What you are asked to do
Write every line of the following listing exactly as it reads.

┌────────

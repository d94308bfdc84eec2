//! Announcement entity model.

use chrono::{DateTime, Utc};
use serde::{Deserialize, Serialize};
use sqlx::FromRow;

use reportdesk_core::{AppError, AppResult};

use crate::validation;

/// Maximum announcement title length.
pub const MAX_TITLE_LENGTH: usize = 200;

/// An announcement published by an admin to all residents.
#[derive(Debug, Clone, PartialEq, Serialize, Deserialize, FromRow)]
pub struct Announcement {
    /// Unique announcement identifier.
    #[sqlx(rename = "announcement_id")]
    pub id: i64,
    /// The authoring admin.
    pub admin_id: i64,
    /// Announcement title, at most 200 characters.
    pub title: String,
    /// Announcement body.
    pub content: String,
    /// When the announcement was published.
    pub created_at: DateTime<Utc>,
    /// When the announcement was last edited.
    pub updated_at: DateTime<Utc>,
}

impl Announcement {
    /// Validate the announcement's required fields.
    pub fn validate(&self) -> AppResult<()> {
        validate_fields(self.admin_id, &self.title, &self.content)
    }

    /// Return the content truncated for list previews.
    ///
    /// `max_length` counts characters, not bytes, so multibyte content
    /// never splits mid-character.
    pub fn truncated_content(&self, max_length: usize) -> String {
        if self.content.chars().count() <= max_length {
            return self.content.clone();
        }
        let truncated: String = self.content.chars().take(max_length).collect();
        format!("{truncated}...")
    }
}

/// Data required to publish a new announcement.
#[derive(Debug, Clone, Serialize, Deserialize)]
pub struct NewAnnouncement {
    /// The authoring admin's ID.
    pub admin_id: i64,
    /// Announcement title.
    pub title: String,
    /// Announcement body.
    pub content: String,
}

impl NewAnnouncement {
    /// Validate the announcement data.
    pub fn validate(&self) -> AppResult<()> {
        validate_fields(self.admin_id, &self.title, &self.content)
    }
}

fn validate_fields(admin_id: i64, title: &str, content: &str) -> AppResult<()> {
    if admin_id <= 0 {
        return Err(AppError::validation("Announcement must have an author"));
    }
    if !validation::is_not_empty(title) {
        return Err(AppError::validation("Title is required"));
    }
    if !validation::is_valid_length(title, MAX_TITLE_LENGTH) {
        return Err(AppError::validation(
            "Title must be at most 200 characters",
        ));
    }
    if !validation::is_not_empty(content) {
        return Err(AppError::validation("Content is required"));
    }
    Ok(())
}

#[cfg(test)]
mod tests {
    use super::*;

    #[test]
    fn test_title_length_boundary() {
        let mut announcement = NewAnnouncement {
            admin_id: 1,
            title: "a".repeat(MAX_TITLE_LENGTH),
            content: "Water interruption on Saturday".to_string(),
        };
        assert!(announcement.validate().is_ok());

        announcement.title.push('a');
        assert!(announcement.validate().is_err());
    }

    #[test]
    fn test_truncated_content_counts_chars_not_bytes() {
        let now = Utc::now();
        let announcement = Announcement {
            id: 1,
            admin_id: 1,
            title: "Notice".to_string(),
            content: "Año nuevo block party".to_string(),
            created_at: now,
            updated_at: now,
        };
        // cutting inside the two-byte 'ñ' must not panic
        assert_eq!(announcement.truncated_content(2), "Añ...");
        assert_eq!(announcement.truncated_content(50), "Año nuevo block party");
    }

    #[test]
    fn test_rejects_missing_author_or_content() {
        let announcement = NewAnnouncement {
            admin_id: 0,
            title: "Notice".to_string(),
            content: "Body".to_string(),
        };
        assert!(announcement.validate().is_err());

        let announcement = NewAnnouncement {
            admin_id: 1,
            title: "Notice".to_string(),
            content: "  ".to_string(),
        };
        assert!(announcement.validate().is_err());
    }
}
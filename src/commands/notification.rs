//! Notification inbox CLI commands.

use std::sync::Arc;

use clap::{Args, Subcommand};
use serde::Serialize;
use tabled::Tabled;

use crate::output::{self, OutputFormat};
use reportdesk_core::config::AppConfig;
use reportdesk_core::error::AppError;
use reportdesk_database::repositories::NotificationRepository;
use reportdesk_service::NotificationService;

/// Arguments for notification commands
#[derive(Debug, Args)]
pub struct NotificationArgs {
    /// Notification subcommand
    #[command(subcommand)]
    pub command: NotificationCommand,
}

/// Notification subcommands
#[derive(Debug, Subcommand)]
pub enum NotificationCommand {
    /// List a user's notifications, newest first
    List {
        /// Recipient user ID
        #[arg(short, long)]
        user: i64,
        /// Only show unread notifications
        #[arg(long)]
        unread: bool,
    },
    /// Show a user's unread count
    UnreadCount {
        /// Recipient user ID
        user: i64,
    },
    /// Mark a notification as read
    MarkRead {
        /// Notification ID
        notification_id: i64,
    },
    /// Mark all of a user's notifications as read
    MarkAllRead {
        /// Recipient user ID
        user: i64,
    },
}

/// Notification display row for table output
#[derive(Debug, Serialize, Tabled)]
struct NotificationRow {
    /// Notification ID
    id: i64,
    /// Kind
    kind: String,
    /// Title
    title: String,
    /// Message preview
    message: String,
    /// Read state
    read: bool,
    /// Created at
    created_at: String,
}

/// Execute notification commands
pub async fn execute(
    args: &NotificationArgs,
    config: &AppConfig,
    format: OutputFormat,
) -> Result<(), AppError> {
    let pool = super::create_db_pool(config).await?;
    let service = NotificationService::new(Arc::new(NotificationRepository::new(pool.clone())));

    match &args.command {
        NotificationCommand::List { user, unread } => {
            let notifications = if *unread {
                service.list_unread_for_user(*user).await?
            } else {
                service.list_for_user(*user).await?
            };

            let rows: Vec<NotificationRow> = notifications
                .iter()
                .map(|n| NotificationRow {
                    id: n.id,
                    kind: n.kind.to_string(),
                    title: n.title.clone(),
                    message: n.truncated_message(60),
                    read: n.is_read,
                    created_at: n.created_at.format("%Y-%m-%d %H:%M").to_string(),
                })
                .collect();

            output::print_list(&rows, format);
        }
        NotificationCommand::UnreadCount { user } => {
            let count = service.unread_count(*user).await?;
            println!("{}", count);
        }
        NotificationCommand::MarkRead { notification_id } => {
            if service.mark_as_read(*notification_id).await? {
                output::print_success(&format!("Notification {} marked read", notification_id));
            } else {
                return Err(AppError::not_found(format!(
                    "Notification {} not found",
                    notification_id
                )));
            }
        }
        NotificationCommand::MarkAllRead { user } => {
            if service.mark_all_as_read_for_user(*user).await? {
                output::print_success("All notifications marked read");
            } else {
                println!("No unread notifications.");
            }
        }
    }

    Ok(())
}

└────────

Exercise response
repository d94308bfdc84eec2
//! Announcement entity model.

use chrono::{DateTime, Utc};
use serde::{Deserialize, Serialize};
use sqlx::FromRow;

use reportdesk_core::{AppError, AppResult};

use crate::validation;

/// Maximum announcement title length.
pub const MAX_TITLE_LENGTH: usize = 200;

/// An announcement published by an admin to all residents.
#[derive(Debug, Clone, PartialEq, Serialize, Deserialize, FromRow)]
pub struct Announcement {
    /// Unique announcement identifier.
    #[sqlx(rename = "announcement_id")]
    pub id: i64,
    /// The authoring admin.
    pub admin_id: i64,
    /// Announcement title, at most 200 characters.
    pub title: String,
    /// Announcement body.
    pub content: String,
    /// When the announcement was published.
    pub created_at: DateTime<Utc>,
    /// When the announcement was last edited.
    pub updated_at: DateTime<Utc>,
}

impl Announcement {
    /// Validate the announcement's required fields.
    pub fn validate(&self) -> AppResult<()> {
        validate_fields(self.admin_id, &self.title, &self.content)
    }

    /// Return the content truncated for list previews.
    ///
    /// `max_length` counts characters, not bytes, so multibyte content
    /// never splits mid-character.
    pub fn truncated_content(&self, max_length: usize) -> String {
        if self.content.chars().count() <= max_length {
            return self.content.clone();
        }
        let truncated: String = self.content.chars().take(max_length).collect();
        format!("{truncated}...")
    }
}

/// Data required to publish a new announcement.
#[derive(Debug, Clone, Serialize, Deserialize)]
pub struct NewAnnouncement {
    /// The authoring admin's ID.
    pub admin_id: i64,
    /// Announcement title.
    pub title: String,
    /// Announcement body.
    pub content: String,
}

impl NewAnnouncement {
    /// Validate the announcement data.
    pub fn validate(&self) -> AppResult<()> {
        validate_fields(self.admin_id, &self.title, &self.content)
    }
}

fn validate_fields(admin_id: i64, title: &str, content: &str) -> AppResult<()> {
    if admin_id <= 0 {
        return Err(AppError::validation("Announcement must have an author"));
    }
    if !validation::is_not_empty(title) {
        return Err(AppError::validation("Title is required"));
    }
    if !validation::is_valid_length(title, MAX_TITLE_LENGTH) {
        return Err(AppError::validation(
            "Title must be at most 200 characters",
        ));
    }
    if !validation::is_not_empty(content) {
        return Err(AppError::validation("Content is required"));
    }
    Ok(())
}

#[cfg(test)]
mod tests {
    use super::*;

    #[test]
    fn test_title_length_boundary() {
        let mut announcement = NewAnnouncement {
            admin_id: 1,
            title: "a".repeat(MAX_TITLE_LENGTH),
            content: "Water interruption on Saturday".to_string(),
        };
        assert!(announcement.validate().is_ok());

        announcement.title.push('a');
        assert!(announcement.validate().is_err());
    }

    #[test]
    fn test_truncated_content_counts_chars_not_bytes() {
        let now = Utc::now();
        let announcement = Announcement {
            id: 1,
            admin_id: 1,
            title: "Notice".to_string(),
            content: "Año nuevo block party".to_string(),
            created_at: now,
            updated_at: now,
        };
        // cutting inside the two-byte 'ñ' must not panic
        assert_eq!(announcement.truncated_content(2), "Añ...");
        assert_eq!(announcement.truncated_content(50), "Año nuevo block party");
    }

    #[test]
    fn test_rejects_missing_author_or_content() {
        let announcement = NewAnnouncement {
            admin_id: 0,
            title: "Notice".to_string(),
            content: "Body".to_string(),
        };
        assert!(announcement.validate().is_err());

        let announcement = NewAnnouncement {
            admin_id: 1,
            title: "Notice".to_string(),
            content: "  ".to_string(),
        };
        assert!(announcement.validate().is_err());
    }
}
filename src/commands/notification.rs
//! Notification inbox CLI commands.

use std::sync::Arc;

use clap::{Args, Subcommand};
use serde::Serialize;
use tabled::Tabled;

use crate::output::{self, OutputFormat};
use reportdesk_core::config::AppConfig;
use reportdesk_core::error::AppError;
use reportdesk_database::repositories::NotificationRepository;
use reportdesk_service::NotificationService;

/// Arguments for notification commands
#[derive(Debug, Args)]
pub struct NotificationArgs {
    /// Notification subcommand
    #[command(subcommand)]
    pub command: NotificationCommand,
}

/// Notification subcommands
#[derive(Debug, Subcommand)]
pub enum NotificationCommand {
    /// List a user's notifications, newest first
    List {
        /// Recipient user ID
        #[arg(short, long)]
        user: i64,
        /// Only show unread notifications
        #[arg(long)]
        unread: bool,
    },
    /// Show a user's unread count
    UnreadCount {
        /// Recipient user ID
        user: i64,
    },
    /// Mark a notification as read
    MarkRead {
        /// Notification ID
        notification_id: i64,
    },
    /// Mark all of a user's notifications as read
    MarkAllRead {
        /// Recipient user ID
        user: i64,
    },
}

/// Notification display row for table output
#[derive(Debug, Serialize, Tabled)]
struct NotificationRow {
    /// Notification ID
    id: i64,
    /// Kind
    kind: String,
    /// Title
    title: String,
    /// Message preview
    message: String,
    /// Read state
    read: bool,
    /// Created at
    created_at: String,
}

/// Execute notification commands
pub async fn execute(
    args: &NotificationArgs,
    config: &AppConfig,
    format: OutputFormat,
) -> Result<(), AppError> {
    let pool = super::create_db_pool(config).await?;
    let service = NotificationService::new(Arc::new(NotificationRepository::new(pool.clone())));

    match &args.command {
        NotificationCommand::List { user, unread } => {
            let notifications = if *unread {
                service.list_unread_for_user(*user).await?
            } else {
                service.list_for_user(*user).await?
            };

            let rows: Vec<NotificationRow> = notifications
                .iter()
                .map(|n| NotificationRow {
                    id: n.id,
                    kind: n.kind.to_string(),
                    title: n.title.clone(),
                    message: n.truncated_message(60),
                    read: n.is_read,
                    created_at: n.created_at.format("%Y-%m-%d %H:%M").to_string(),
                })
                .collect();

            output::print_list(&rows, format);
        }
        NotificationCommand::UnreadCount { user } => {
            let count = service.unread_count(*user).await?;
            println!("{}", count);
        }
        NotificationCommand::MarkRead { notification_id } => {
            if service.mark_as_read(*notification_id).await? {
                output::print_success(&format!("Notification {} marked read", notification_id));
            } else {
                return Err(AppError::not_found(format!(
                    "Notification {} not found",
                    notification_id
                )));
            }
        }
        NotificationCommand::MarkAllRead { user } => {
            if service.mark_all_as_read_for_user(*user).await? {
                output::print_success("All notifications marked read");
            } else {
                println!("No unread notifications.");
            }
        }
    }

    Ok(())
}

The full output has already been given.